Illustration of Bayesian segmented regression analysis of interrupted time series data with a testing hypothesis about the impact of the COVID-19 pandemic on increase in people’s search interest in work-life balance and well-being.
The turn of the year, which is full of all sorts of resolutions to change for the better in our private lives and in our organizations, is a good time to remind ourselves that analytic tools can be very helpful in our efforts to make these resolutions come true. One way they can help us is by verifying that we have really achieved our stated goals and that we are not just fooling ourselves into believing so. We need to keep in mind Richard Feynman’s famous principle of critical thinking…
One of the tools that can help us with that is segmented regression analysis of interrupted time series data (thanks to Masatake Hirono for pointing me to its existence).
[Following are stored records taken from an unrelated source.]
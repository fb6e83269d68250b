use async_trait::async_trait;
use link_check::collectors::LinkProbe;
use link_check::collectors::device::{DeviceSession, DeviceTarget, RawDeviceOutput};
use link_check::errors::{DeviceError, ExtractError, ProbeError, StageError};
use link_check::models::{PingStats, ReportRow, TransferMeasurement};
use link_check::storage::CsvReport;
use link_check::{DeviceFamily, LinkCheck, RunStage};
use std::path::Path;
use std::sync::Mutex;

/// End-to-end runs of the link check against scripted collaborators
/// Reports are written to real files in a temporary directory

const STATUS_TREE: &str = r#"{
    "data": {
        "ethernet-wan": {
            "status": {"connection_state": "disconnected"},
            "diagnostics": {},
            "config": {"hostname": "wired"}
        },
        "mdm-4G": {
            "status": {"connection_state": "connected"},
            "diagnostics": {
                "CUR_APN": "VZWINTERNET",
                "HOMECARRID": "Verizon",
                "SERDISP": "LTE",
                "SS": -75,
                "RSRP": "-102",
                "RSRQ": "-11",
                "SINR": "6.4",
                "MDN": "5551234567",
                "IMEI": "359225051234567",
                "IMSI": "311480123456789",
                "FW_VERSION": "SWI9X15C_05.05.58.00"
            },
            "config": {"hostname": "router-01"}
        }
    }
}"#;

const DISCONNECTED_TREE: &str = r#"{
    "mdm-4G": {
        "status": {"connection_state": "disconnected"},
        "diagnostics": {},
        "config": {"hostname": "router-01"}
    }
}"#;

const LEGACY_BANNER: &str = "system_id: cp350-lab\n\
Active APN: \"VZWINTERNET\"\n\
HOMECARRID: Verizon\n\
SERDISP: LTE\n\
SS: -81\n\
RSRP: -105\n\
MDN: 5551234567\n";

const ZYXEL_BANNER: &str =
    "P-660R-D1> status: Up, upstream rate: 1024 kbps, downstream rate: 8192 kbps, firmware version: V3.40(AGL.3)\n";

struct ScriptedProbe {
    fail_upload: bool,
}

impl ScriptedProbe {
    fn healthy() -> Self {
        Self { fail_upload: false }
    }
}

#[async_trait]
impl LinkProbe for ScriptedProbe {
    async fn ping(&self) -> Result<PingStats, ProbeError> {
        Ok(PingStats {
            min: "10.1".to_string(),
            avg: "12.3".to_string(),
            max: "15.7".to_string(),
            jitter: "1.2".to_string(),
        })
    }

    async fn upload(&self) -> Result<TransferMeasurement, ProbeError> {
        if self.fail_upload {
            return Err(ProbeError::FtpConnect {
                host: "192.0.2.10".to_string(),
                message: "connection refused".to_string(),
            });
        }
        Ok(TransferMeasurement {
            bytes: 1_048_576,
            elapsed_secs: 2.0,
        })
    }

    async fn download(&self) -> Result<TransferMeasurement, ProbeError> {
        Ok(TransferMeasurement {
            bytes: 1_048_576,
            elapsed_secs: 1.0,
        })
    }
}

/// Device session answering every command with the same payload
struct ScriptedSession {
    reply: Option<&'static str>,
    commands: Mutex<Vec<String>>,
}

impl ScriptedSession {
    fn replying(reply: &'static str) -> Self {
        Self {
            reply: Some(reply),
            commands: Mutex::new(Vec::new()),
        }
    }

    fn unreachable() -> Self {
        Self {
            reply: None,
            commands: Mutex::new(Vec::new()),
        }
    }

    fn commands(&self) -> Vec<String> {
        self.commands.lock().unwrap().clone()
    }
}

#[async_trait]
impl DeviceSession for ScriptedSession {
    async fn run_command(
        &self,
        target: &DeviceTarget,
        command: &str,
    ) -> Result<RawDeviceOutput, DeviceError> {
        self.commands.lock().unwrap().push(command.to_string());
        match self.reply {
            Some(reply) => Ok(RawDeviceOutput::from(reply)),
            None => Err(DeviceError::Timeout {
                host: target.host.clone(),
                timeout_secs: 30,
            }),
        }
    }
}

fn target() -> DeviceTarget {
    DeviceTarget {
        host: "192.168.0.1".to_string(),
        port: 22,
        username: "admin".to_string(),
        password: "secret".to_string(),
    }
}

fn read_records(path: &Path) -> Vec<Vec<String>> {
    let mut reader = csv::ReaderBuilder::new()
        .has_headers(false)
        .from_path(path)
        .expect("Report should be readable");
    reader
        .records()
        .map(|record| {
            record
                .expect("Report rows should parse")
                .iter()
                .map(str::to_string)
                .collect()
        })
        .collect()
}

#[tokio::test]
async fn test_run_without_device_leaves_device_blocks_empty() {
    let dir = tempfile::tempdir().unwrap();
    let path = dir.path().join("report.csv");
    let probe = ScriptedProbe::healthy();
    let session = ScriptedSession::unreachable();
    let report = CsvReport::new(&path);

    let mut check = LinkCheck::new(&probe, &session, &report);
    let summary = check.run(DeviceFamily::None, None).await.unwrap();

    assert_eq!(check.stage(), RunStage::Done);
    assert!(summary.stats.is_none());
    assert!(session.commands().is_empty(), "No device should be contacted");

    let records = read_records(&path);
    assert_eq!(records.len(), 2, "Header plus one row");
    assert_eq!(records[0], ReportRow::header());

    let row = &records[1];
    assert_eq!(&row[1..5], ["10.1", "12.3", "15.7", "1.2"]);
    assert_eq!(row[5], "4194304.00");
    assert_eq!(row[6], "8388608.00");
    assert_eq!(row[7], "");
    assert!(row[8..].iter().all(String::is_empty));
}

#[tokio::test]
async fn test_cradlepoint_750_run_records_connected_wan() {
    let dir = tempfile::tempdir().unwrap();
    let path = dir.path().join("report.csv");
    let probe = ScriptedProbe::healthy();
    let session = ScriptedSession::replying(STATUS_TREE);
    let report = CsvReport::new(&path);

    let mut check = LinkCheck::new(&probe, &session, &report);
    let summary = check
        .run(DeviceFamily::Cradlepoint750, Some(&target()))
        .await
        .unwrap();

    assert_eq!(session.commands(), vec!["get status/wan/devices"]);
    assert_eq!(summary.stats.as_ref().unwrap().hostname(), "router-01");
    assert!(summary.row.zyxel_block().iter().all(String::is_empty));

    let records = read_records(&path);
    let row = &records[1];
    assert_eq!(row[7], "router-01");
    assert_eq!(
        &row[8..19],
        [
            "VZWINTERNET",
            "Verizon",
            "LTE",
            "-75",
            "-102",
            "-11",
            "6.4",
            "5551234567",
            "359225051234567",
            "311480123456789",
            "SWI9X15C_05.05.58.00",
        ]
    );
}

#[tokio::test]
async fn test_cradlepoint_350_partial_banner_still_appends() {
    let dir = tempfile::tempdir().unwrap();
    let path = dir.path().join("report.csv");
    let probe = ScriptedProbe::healthy();
    let session = ScriptedSession::replying(LEGACY_BANNER);
    let report = CsvReport::new(&path);

    let mut check = LinkCheck::new(&probe, &session, &report);
    let summary = check
        .run(DeviceFamily::Cradlepoint350, Some(&target()))
        .await
        .unwrap();

    assert_eq!(session.commands(), vec!["get"]);
    let block = summary.row.cradlepoint_block();
    assert_eq!(block[0], "VZWINTERNET");
    assert_eq!(block[3], "-81");
    assert_eq!(block[4], "-105");
    // RSRQ and SINR are absent from the banner
    assert_eq!(block[5], "");
    assert_eq!(block[6], "");
    assert_eq!(summary.row.columns()[7], "cp350-lab");
    assert_eq!(read_records(&path).len(), 2);
}

#[tokio::test]
async fn test_zyxel_run_leaves_cradlepoint_block_empty() {
    let dir = tempfile::tempdir().unwrap();
    let path = dir.path().join("report.csv");
    let probe = ScriptedProbe::healthy();
    let session = ScriptedSession::replying(ZYXEL_BANNER);
    let report = CsvReport::new(&path);

    let mut check = LinkCheck::new(&probe, &session, &report);
    let summary = check.run(DeviceFamily::Zyxel, Some(&target())).await.unwrap();

    assert_eq!(session.commands(), vec!["show system status"]);
    assert!(summary.row.cradlepoint_block().iter().all(String::is_empty));
    assert_eq!(summary.row.zyxel_block(), ["Up", "1024", "8192", "V3.40(AGL.3)"]);
    assert_eq!(summary.row.columns()[7], "P-660R-D1");
}

#[tokio::test]
async fn test_no_connected_wan_aborts_without_writing() {
    let dir = tempfile::tempdir().unwrap();
    let path = dir.path().join("report.csv");
    let probe = ScriptedProbe::healthy();
    let session = ScriptedSession::replying(DISCONNECTED_TREE);
    let report = CsvReport::new(&path);

    let mut check = LinkCheck::new(&probe, &session, &report);
    let err = check
        .run(DeviceFamily::Cradlepoint750, Some(&target()))
        .await
        .unwrap_err();

    assert_eq!(err.stage, RunStage::Downloaded);
    assert!(matches!(
        err.source,
        StageError::Extract(ExtractError::NoConnectedWan { .. })
    ));
    assert!(err.to_string().contains("device stats retrieval"));
    assert!(!path.exists(), "A failed run must not create the report");
}

#[tokio::test]
async fn test_failed_upload_reports_stage() {
    let dir = tempfile::tempdir().unwrap();
    let path = dir.path().join("report.csv");
    let probe = ScriptedProbe { fail_upload: true };
    let session = ScriptedSession::unreachable();
    let report = CsvReport::new(&path);

    let mut check = LinkCheck::new(&probe, &session, &report);
    let err = check.run(DeviceFamily::None, None).await.unwrap_err();

    assert_eq!(err.stage, RunStage::Pinged);
    assert!(matches!(err.source, StageError::Probe(ProbeError::FtpConnect { .. })));
    assert!(err.to_string().contains("FTP upload"));
    assert!(!path.exists());
}

#[tokio::test]
async fn test_unreachable_device_aborts_run() {
    let dir = tempfile::tempdir().unwrap();
    let path = dir.path().join("report.csv");
    let probe = ScriptedProbe::healthy();
    let session = ScriptedSession::unreachable();
    let report = CsvReport::new(&path);

    let mut check = LinkCheck::new(&probe, &session, &report);
    let err = check.run(DeviceFamily::Zyxel, Some(&target())).await.unwrap_err();

    assert_eq!(err.stage, RunStage::Downloaded);
    assert!(matches!(err.source, StageError::Device(DeviceError::Timeout { .. })));
    assert!(!path.exists());
}

#[tokio::test]
async fn test_missing_target_is_a_device_error() {
    let dir = tempfile::tempdir().unwrap();
    let probe = ScriptedProbe::healthy();
    let session = ScriptedSession::replying(ZYXEL_BANNER);
    let report = CsvReport::new(dir.path().join("report.csv"));

    let mut check = LinkCheck::new(&probe, &session, &report);
    let err = check.run(DeviceFamily::Zyxel, None).await.unwrap_err();

    assert!(matches!(err.source, StageError::Device(DeviceError::MissingTarget)));
    assert!(session.commands().is_empty());
}

#[tokio::test]
async fn test_repeated_runs_share_one_header() {
    let dir = tempfile::tempdir().unwrap();
    let path = dir.path().join("report.csv");
    let probe = ScriptedProbe::healthy();
    let report = CsvReport::new(&path);

    let sessions = [
        ScriptedSession::unreachable(),
        ScriptedSession::replying(STATUS_TREE),
        ScriptedSession::replying(ZYXEL_BANNER),
    ];
    let runs = [
        (DeviceFamily::None, None),
        (DeviceFamily::Cradlepoint750, Some(target())),
        (DeviceFamily::Zyxel, Some(target())),
    ];

    for (session, (family, device)) in sessions.iter().zip(runs.iter()) {
        let mut check = LinkCheck::new(&probe, session, &report);
        check.run(*family, device.as_ref()).await.unwrap();
    }

    let records = read_records(&path);
    assert_eq!(records.len(), 4, "One header and three rows");
    assert_eq!(records[0], ReportRow::header());
    let header_rows = records
        .iter()
        .filter(|record| record[0] == "Date-Time")
        .count();
    assert_eq!(header_rows, 1);
    for record in &records {
        assert_eq!(record.len(), ReportRow::column_count());
    }
}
It allows us to model changes in various processes and outcomes that follow interventions, while controlling for other types of changes (e.g. trends and seasonality) that may have occurred regardless of the interventions. It is thus very useful for data analysis conducted within studies with a quasi experimental study design that are often in the organizational context the best alternative to the “gold standard” of randomized controlled trials (RCTs) that are not always realizable or politically acceptable.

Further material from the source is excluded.